Scan the entries below, and for each line that includes the word "shutdown", make a copy.

[Collected data]
►

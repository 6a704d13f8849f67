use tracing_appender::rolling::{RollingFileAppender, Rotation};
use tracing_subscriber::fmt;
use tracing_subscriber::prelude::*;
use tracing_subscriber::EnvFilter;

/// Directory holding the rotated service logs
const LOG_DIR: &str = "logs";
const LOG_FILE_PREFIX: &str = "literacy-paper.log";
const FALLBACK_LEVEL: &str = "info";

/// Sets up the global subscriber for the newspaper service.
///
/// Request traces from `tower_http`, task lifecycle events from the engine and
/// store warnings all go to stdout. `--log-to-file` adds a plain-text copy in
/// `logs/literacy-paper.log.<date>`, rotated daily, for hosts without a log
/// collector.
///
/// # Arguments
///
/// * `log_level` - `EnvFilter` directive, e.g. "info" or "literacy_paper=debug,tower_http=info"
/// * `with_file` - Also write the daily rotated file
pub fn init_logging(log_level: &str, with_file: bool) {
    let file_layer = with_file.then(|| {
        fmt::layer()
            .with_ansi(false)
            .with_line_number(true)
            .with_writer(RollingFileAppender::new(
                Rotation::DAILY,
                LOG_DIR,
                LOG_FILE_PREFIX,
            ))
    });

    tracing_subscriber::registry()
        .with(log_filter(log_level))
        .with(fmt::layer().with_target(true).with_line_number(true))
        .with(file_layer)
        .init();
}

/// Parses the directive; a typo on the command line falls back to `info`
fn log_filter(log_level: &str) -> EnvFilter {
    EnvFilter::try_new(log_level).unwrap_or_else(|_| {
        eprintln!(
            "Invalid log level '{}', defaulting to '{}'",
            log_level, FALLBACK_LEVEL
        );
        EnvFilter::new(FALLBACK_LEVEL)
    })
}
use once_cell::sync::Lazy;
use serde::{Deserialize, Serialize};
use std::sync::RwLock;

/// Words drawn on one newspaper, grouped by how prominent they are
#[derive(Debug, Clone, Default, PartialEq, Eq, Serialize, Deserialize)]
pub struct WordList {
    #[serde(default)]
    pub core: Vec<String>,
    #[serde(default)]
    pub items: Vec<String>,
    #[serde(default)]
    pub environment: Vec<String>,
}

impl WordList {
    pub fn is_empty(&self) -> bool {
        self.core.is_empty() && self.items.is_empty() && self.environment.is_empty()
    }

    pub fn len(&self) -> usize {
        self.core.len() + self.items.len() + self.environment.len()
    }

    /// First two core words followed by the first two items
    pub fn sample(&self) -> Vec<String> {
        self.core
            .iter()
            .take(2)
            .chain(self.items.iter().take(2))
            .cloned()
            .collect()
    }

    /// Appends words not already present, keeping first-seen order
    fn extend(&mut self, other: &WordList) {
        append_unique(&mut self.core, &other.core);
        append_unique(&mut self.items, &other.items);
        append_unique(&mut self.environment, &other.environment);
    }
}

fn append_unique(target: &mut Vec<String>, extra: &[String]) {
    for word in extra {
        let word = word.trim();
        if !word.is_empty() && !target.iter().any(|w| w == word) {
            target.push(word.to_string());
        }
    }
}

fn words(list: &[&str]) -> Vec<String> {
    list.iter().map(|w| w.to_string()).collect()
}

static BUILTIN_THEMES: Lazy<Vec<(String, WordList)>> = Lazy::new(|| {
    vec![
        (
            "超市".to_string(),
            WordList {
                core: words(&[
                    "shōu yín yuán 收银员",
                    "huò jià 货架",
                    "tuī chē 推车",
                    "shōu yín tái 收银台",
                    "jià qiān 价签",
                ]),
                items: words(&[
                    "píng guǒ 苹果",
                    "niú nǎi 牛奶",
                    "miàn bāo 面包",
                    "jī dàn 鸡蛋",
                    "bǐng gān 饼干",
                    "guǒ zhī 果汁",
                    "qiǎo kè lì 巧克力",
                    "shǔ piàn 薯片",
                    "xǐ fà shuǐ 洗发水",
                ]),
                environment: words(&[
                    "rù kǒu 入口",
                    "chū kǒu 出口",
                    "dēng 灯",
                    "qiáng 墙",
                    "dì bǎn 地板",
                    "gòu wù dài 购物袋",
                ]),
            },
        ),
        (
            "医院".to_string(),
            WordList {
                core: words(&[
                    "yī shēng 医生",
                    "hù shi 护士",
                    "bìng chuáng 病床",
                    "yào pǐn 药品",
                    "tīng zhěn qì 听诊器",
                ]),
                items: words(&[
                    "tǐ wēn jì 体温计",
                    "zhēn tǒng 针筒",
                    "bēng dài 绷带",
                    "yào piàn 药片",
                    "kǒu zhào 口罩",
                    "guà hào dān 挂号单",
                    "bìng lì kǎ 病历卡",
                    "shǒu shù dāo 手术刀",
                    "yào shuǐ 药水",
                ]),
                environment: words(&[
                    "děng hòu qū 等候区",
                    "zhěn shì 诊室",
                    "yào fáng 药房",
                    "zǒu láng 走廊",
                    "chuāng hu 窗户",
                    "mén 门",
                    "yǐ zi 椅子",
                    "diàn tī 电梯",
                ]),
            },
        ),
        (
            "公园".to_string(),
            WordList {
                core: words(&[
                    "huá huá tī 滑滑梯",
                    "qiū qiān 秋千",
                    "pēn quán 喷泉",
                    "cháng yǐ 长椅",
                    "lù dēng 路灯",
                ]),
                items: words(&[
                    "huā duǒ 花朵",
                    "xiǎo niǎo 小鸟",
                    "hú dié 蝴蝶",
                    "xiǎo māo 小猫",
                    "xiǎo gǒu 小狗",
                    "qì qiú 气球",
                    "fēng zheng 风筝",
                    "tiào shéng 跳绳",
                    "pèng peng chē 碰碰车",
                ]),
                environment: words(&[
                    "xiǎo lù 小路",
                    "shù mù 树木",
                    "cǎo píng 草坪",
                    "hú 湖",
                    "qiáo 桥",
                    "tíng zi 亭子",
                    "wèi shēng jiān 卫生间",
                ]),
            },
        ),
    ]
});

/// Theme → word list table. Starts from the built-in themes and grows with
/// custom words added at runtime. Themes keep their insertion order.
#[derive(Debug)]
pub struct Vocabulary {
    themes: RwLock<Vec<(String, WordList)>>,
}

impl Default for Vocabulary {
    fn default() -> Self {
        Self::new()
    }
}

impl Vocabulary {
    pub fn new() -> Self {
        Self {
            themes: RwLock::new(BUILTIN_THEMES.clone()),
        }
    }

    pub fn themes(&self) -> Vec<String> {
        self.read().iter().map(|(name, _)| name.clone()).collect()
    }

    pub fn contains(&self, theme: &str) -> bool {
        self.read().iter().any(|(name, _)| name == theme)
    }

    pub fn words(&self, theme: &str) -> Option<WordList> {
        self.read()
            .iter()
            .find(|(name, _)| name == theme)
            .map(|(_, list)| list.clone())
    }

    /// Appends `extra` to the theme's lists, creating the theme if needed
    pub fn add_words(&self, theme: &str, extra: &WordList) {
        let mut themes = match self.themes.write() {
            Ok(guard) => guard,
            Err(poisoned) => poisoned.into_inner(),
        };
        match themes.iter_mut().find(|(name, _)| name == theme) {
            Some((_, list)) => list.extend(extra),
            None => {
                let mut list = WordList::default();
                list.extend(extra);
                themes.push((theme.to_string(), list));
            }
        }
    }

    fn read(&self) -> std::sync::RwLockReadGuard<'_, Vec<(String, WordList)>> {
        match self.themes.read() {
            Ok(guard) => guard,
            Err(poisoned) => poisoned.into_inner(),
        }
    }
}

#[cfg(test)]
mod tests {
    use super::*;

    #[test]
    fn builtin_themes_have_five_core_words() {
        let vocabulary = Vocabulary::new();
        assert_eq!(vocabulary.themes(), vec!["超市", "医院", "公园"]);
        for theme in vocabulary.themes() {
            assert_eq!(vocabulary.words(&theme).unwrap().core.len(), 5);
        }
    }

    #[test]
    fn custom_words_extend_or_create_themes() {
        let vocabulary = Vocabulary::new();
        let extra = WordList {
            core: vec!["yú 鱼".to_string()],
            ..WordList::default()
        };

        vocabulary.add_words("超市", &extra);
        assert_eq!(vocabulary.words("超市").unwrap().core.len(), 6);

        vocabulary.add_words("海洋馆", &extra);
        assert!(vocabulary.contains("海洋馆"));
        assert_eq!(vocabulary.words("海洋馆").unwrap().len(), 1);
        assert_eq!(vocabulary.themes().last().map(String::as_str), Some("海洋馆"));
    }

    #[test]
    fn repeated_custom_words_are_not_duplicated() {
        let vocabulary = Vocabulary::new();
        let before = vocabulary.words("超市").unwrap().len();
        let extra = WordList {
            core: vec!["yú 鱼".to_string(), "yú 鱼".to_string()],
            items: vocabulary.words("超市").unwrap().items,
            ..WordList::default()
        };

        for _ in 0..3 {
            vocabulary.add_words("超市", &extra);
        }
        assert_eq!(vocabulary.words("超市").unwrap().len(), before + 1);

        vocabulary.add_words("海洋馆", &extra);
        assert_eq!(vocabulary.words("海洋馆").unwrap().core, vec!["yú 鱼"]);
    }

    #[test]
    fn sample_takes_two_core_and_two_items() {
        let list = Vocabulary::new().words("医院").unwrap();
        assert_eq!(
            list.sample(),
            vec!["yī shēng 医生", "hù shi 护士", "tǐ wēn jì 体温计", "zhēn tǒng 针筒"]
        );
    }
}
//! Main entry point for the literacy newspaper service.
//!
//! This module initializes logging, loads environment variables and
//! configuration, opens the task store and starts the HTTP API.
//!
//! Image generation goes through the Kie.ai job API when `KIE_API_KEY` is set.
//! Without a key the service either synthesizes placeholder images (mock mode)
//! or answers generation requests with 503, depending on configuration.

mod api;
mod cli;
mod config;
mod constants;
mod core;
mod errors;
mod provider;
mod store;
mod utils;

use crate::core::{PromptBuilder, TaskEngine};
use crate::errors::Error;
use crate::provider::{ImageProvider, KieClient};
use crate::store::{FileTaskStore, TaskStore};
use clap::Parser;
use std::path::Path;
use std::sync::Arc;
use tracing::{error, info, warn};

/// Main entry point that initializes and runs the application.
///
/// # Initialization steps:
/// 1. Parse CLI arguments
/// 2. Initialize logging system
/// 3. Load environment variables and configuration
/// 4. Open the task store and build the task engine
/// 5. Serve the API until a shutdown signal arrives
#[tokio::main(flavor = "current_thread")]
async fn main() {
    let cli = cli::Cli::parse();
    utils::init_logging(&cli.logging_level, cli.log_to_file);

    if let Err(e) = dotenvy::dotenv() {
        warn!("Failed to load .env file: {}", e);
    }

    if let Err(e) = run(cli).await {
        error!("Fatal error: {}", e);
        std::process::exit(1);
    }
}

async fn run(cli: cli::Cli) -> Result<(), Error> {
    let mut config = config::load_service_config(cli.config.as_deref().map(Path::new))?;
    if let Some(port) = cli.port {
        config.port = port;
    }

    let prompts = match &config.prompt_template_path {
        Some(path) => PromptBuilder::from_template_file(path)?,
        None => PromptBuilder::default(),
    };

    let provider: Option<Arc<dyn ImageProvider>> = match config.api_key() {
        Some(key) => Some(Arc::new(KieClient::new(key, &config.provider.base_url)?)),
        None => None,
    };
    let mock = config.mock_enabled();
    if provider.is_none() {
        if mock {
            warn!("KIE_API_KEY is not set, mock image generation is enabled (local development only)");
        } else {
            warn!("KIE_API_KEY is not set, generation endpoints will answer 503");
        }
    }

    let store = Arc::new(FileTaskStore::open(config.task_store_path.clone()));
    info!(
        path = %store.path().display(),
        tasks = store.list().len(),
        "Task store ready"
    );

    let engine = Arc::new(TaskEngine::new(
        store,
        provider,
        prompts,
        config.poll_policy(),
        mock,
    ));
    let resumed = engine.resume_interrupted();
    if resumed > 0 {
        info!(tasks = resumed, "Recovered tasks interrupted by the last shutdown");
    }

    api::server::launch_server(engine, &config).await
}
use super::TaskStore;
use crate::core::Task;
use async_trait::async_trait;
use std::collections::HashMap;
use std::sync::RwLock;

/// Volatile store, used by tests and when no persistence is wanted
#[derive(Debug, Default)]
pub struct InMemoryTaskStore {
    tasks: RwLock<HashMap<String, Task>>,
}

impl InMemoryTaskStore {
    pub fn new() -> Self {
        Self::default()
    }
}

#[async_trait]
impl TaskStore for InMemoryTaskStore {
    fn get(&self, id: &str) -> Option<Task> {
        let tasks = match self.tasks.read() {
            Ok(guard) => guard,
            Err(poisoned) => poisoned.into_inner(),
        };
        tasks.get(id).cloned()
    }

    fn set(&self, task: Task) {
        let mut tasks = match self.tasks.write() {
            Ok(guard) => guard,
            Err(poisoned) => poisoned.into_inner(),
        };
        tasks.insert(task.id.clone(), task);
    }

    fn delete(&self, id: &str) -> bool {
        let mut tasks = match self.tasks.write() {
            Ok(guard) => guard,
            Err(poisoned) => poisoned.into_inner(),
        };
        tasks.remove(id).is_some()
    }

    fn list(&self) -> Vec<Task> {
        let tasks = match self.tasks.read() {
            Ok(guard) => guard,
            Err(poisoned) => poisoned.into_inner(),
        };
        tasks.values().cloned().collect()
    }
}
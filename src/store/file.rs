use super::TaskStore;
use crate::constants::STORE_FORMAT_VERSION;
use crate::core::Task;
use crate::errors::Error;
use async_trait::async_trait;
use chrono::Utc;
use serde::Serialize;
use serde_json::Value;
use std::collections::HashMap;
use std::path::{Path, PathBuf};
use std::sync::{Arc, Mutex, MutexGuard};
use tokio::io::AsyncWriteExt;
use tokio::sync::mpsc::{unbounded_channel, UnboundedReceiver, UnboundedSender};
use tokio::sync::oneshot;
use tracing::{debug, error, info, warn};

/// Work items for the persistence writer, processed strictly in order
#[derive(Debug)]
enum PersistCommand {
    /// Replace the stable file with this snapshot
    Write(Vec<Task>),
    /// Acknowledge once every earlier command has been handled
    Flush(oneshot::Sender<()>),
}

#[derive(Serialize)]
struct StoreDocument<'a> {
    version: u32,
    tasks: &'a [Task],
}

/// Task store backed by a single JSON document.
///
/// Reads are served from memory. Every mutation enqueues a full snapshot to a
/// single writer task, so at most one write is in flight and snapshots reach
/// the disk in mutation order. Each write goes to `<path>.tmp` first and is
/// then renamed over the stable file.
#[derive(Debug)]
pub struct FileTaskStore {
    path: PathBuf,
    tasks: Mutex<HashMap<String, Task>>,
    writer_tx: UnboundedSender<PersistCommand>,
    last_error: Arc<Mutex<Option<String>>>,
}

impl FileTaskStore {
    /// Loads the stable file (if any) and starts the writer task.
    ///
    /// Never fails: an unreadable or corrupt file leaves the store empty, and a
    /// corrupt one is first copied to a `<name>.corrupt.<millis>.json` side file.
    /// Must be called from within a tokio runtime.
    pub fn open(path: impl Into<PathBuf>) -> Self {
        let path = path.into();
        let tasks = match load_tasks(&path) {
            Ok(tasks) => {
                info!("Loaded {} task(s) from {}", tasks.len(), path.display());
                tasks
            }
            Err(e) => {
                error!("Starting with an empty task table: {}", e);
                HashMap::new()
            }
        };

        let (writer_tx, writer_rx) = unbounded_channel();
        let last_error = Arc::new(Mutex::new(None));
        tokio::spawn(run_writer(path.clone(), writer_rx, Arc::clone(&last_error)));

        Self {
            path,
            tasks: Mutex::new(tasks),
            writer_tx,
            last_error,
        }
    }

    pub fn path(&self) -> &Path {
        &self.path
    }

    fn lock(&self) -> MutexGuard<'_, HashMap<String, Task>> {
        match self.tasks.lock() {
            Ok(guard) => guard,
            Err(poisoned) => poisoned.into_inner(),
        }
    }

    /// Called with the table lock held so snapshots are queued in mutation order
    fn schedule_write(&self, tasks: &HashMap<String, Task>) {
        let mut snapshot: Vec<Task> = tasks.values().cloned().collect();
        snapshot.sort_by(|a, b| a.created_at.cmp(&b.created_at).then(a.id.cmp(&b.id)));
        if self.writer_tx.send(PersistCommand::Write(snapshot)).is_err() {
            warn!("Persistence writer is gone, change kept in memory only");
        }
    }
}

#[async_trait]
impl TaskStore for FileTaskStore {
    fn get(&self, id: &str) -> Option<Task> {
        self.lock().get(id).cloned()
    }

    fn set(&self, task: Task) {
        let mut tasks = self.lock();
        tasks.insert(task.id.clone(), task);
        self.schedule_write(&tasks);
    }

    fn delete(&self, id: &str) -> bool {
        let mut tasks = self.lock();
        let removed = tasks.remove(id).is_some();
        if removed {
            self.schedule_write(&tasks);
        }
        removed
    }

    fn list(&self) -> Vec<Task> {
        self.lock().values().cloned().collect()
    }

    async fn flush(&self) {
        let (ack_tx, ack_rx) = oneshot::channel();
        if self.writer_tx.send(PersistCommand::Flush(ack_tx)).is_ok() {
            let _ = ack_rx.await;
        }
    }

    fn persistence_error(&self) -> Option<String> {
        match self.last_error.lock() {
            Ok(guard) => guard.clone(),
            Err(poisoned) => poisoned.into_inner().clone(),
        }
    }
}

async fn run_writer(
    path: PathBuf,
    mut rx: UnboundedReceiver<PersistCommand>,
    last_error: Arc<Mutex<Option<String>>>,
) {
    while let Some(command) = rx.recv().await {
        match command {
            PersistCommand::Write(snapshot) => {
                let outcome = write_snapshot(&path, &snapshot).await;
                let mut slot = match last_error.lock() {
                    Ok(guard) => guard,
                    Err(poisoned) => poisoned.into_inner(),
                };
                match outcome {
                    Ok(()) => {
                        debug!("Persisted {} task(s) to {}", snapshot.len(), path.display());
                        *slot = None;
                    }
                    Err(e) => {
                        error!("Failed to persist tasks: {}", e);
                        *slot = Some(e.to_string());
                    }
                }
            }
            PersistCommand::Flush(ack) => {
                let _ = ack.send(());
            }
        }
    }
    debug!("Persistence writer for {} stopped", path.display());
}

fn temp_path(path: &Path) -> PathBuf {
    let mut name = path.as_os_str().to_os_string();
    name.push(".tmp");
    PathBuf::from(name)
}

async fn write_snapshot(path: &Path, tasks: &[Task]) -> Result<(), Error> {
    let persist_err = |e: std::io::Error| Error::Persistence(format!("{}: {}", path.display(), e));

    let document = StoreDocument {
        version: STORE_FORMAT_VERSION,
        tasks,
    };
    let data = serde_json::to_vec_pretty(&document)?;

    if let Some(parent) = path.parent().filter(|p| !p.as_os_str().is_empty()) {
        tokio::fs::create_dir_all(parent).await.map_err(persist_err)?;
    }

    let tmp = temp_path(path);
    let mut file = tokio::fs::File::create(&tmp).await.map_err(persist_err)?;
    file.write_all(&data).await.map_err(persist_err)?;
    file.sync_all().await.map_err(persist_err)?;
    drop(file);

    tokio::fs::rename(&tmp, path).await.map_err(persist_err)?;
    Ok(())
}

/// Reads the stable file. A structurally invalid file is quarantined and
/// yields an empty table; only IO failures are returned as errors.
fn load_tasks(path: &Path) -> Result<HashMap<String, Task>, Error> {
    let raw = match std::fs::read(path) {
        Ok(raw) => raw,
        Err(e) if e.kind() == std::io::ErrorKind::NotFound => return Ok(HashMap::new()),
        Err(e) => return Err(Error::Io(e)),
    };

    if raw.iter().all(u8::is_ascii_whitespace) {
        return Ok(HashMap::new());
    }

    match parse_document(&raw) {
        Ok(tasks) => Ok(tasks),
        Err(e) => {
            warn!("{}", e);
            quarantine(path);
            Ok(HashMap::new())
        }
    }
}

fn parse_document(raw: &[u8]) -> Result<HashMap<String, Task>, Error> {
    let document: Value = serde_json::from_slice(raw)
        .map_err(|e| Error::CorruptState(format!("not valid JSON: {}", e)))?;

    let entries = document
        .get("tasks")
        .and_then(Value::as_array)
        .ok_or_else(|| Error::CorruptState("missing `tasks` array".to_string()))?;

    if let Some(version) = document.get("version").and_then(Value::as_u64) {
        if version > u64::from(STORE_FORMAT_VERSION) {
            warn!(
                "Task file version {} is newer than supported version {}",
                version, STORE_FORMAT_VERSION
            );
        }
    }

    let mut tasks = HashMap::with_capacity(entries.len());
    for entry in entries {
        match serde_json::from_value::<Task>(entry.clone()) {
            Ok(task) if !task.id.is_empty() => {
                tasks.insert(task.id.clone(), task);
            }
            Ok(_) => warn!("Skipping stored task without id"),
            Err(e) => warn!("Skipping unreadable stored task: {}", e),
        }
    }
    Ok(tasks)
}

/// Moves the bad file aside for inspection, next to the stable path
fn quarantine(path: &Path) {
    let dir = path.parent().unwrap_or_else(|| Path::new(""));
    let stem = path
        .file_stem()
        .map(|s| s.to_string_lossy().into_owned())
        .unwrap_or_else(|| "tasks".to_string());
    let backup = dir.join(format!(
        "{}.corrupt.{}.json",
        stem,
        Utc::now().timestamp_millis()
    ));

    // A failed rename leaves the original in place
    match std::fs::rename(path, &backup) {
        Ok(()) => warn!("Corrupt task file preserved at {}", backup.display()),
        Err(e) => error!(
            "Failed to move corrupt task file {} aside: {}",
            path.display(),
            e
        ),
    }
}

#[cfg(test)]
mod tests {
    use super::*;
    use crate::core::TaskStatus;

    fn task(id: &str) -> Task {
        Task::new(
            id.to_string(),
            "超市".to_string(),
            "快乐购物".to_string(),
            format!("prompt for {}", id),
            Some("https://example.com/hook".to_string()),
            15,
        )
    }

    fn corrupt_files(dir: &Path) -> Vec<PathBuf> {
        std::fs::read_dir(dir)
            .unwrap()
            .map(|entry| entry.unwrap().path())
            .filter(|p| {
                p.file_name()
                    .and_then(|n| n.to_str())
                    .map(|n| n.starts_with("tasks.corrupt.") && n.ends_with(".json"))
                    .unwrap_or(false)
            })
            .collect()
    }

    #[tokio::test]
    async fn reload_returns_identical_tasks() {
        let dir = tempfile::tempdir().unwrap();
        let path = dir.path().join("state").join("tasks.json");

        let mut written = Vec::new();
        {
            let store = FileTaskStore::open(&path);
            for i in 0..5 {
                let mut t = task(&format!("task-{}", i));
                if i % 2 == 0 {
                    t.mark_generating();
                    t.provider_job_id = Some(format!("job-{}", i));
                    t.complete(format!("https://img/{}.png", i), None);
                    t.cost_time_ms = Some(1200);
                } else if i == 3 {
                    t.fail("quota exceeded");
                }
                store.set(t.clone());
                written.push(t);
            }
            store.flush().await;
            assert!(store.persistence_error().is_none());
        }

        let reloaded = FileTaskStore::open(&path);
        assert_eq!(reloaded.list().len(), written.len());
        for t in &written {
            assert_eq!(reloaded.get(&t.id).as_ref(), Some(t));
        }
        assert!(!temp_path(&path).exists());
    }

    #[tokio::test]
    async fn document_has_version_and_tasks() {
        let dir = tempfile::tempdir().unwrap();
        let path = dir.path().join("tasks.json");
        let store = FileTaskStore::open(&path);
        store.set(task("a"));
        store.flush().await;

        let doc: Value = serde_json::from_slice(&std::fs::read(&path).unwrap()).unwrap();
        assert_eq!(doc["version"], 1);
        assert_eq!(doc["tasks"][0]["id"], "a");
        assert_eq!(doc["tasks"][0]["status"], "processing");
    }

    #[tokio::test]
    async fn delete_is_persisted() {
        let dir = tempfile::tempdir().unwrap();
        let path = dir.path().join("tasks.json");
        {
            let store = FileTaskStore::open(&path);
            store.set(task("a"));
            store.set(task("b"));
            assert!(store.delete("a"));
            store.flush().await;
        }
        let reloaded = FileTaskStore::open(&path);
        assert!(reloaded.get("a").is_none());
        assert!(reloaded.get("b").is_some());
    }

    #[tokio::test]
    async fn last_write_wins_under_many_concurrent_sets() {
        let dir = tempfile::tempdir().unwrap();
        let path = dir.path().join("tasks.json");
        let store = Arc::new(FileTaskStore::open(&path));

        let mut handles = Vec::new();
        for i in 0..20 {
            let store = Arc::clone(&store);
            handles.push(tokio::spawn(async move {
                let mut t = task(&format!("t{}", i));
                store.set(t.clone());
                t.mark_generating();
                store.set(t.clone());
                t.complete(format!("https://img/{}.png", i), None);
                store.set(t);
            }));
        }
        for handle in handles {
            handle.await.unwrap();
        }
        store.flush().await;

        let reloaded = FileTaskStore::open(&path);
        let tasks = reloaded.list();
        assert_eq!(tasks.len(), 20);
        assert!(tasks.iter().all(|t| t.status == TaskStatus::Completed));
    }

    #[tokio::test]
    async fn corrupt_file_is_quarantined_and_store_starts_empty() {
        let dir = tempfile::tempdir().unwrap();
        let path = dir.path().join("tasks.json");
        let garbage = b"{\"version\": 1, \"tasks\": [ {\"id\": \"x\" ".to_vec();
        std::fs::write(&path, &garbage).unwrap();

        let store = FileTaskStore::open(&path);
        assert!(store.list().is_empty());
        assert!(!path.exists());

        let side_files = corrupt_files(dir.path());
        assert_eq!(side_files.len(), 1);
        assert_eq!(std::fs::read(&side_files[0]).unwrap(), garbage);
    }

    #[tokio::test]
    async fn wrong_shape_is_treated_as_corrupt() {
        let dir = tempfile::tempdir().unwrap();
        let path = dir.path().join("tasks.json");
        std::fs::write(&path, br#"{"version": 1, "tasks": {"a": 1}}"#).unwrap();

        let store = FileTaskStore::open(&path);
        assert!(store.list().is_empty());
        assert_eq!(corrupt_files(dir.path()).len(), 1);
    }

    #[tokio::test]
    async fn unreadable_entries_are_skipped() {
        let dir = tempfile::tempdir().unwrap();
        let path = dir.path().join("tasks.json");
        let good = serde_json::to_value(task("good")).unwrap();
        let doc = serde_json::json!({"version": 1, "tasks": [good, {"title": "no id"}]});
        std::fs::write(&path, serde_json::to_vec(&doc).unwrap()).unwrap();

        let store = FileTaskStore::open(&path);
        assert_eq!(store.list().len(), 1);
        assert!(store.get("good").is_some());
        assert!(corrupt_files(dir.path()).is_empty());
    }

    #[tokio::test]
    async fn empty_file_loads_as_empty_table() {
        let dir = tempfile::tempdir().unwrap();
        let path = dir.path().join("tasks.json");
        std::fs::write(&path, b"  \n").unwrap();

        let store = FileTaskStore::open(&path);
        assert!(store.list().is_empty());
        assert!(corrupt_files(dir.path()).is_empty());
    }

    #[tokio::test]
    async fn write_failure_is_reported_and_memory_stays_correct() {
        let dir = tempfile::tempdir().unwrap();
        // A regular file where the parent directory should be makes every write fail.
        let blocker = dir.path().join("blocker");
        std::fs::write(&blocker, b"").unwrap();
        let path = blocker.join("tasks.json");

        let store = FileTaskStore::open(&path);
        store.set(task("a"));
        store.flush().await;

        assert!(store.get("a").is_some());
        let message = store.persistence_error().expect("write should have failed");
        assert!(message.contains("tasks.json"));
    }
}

◄

Output below:
/// 5. Serve the API until a shutdown signal arrives
        info!(tasks = resumed, "Recovered tasks interrupted by the last shutdown");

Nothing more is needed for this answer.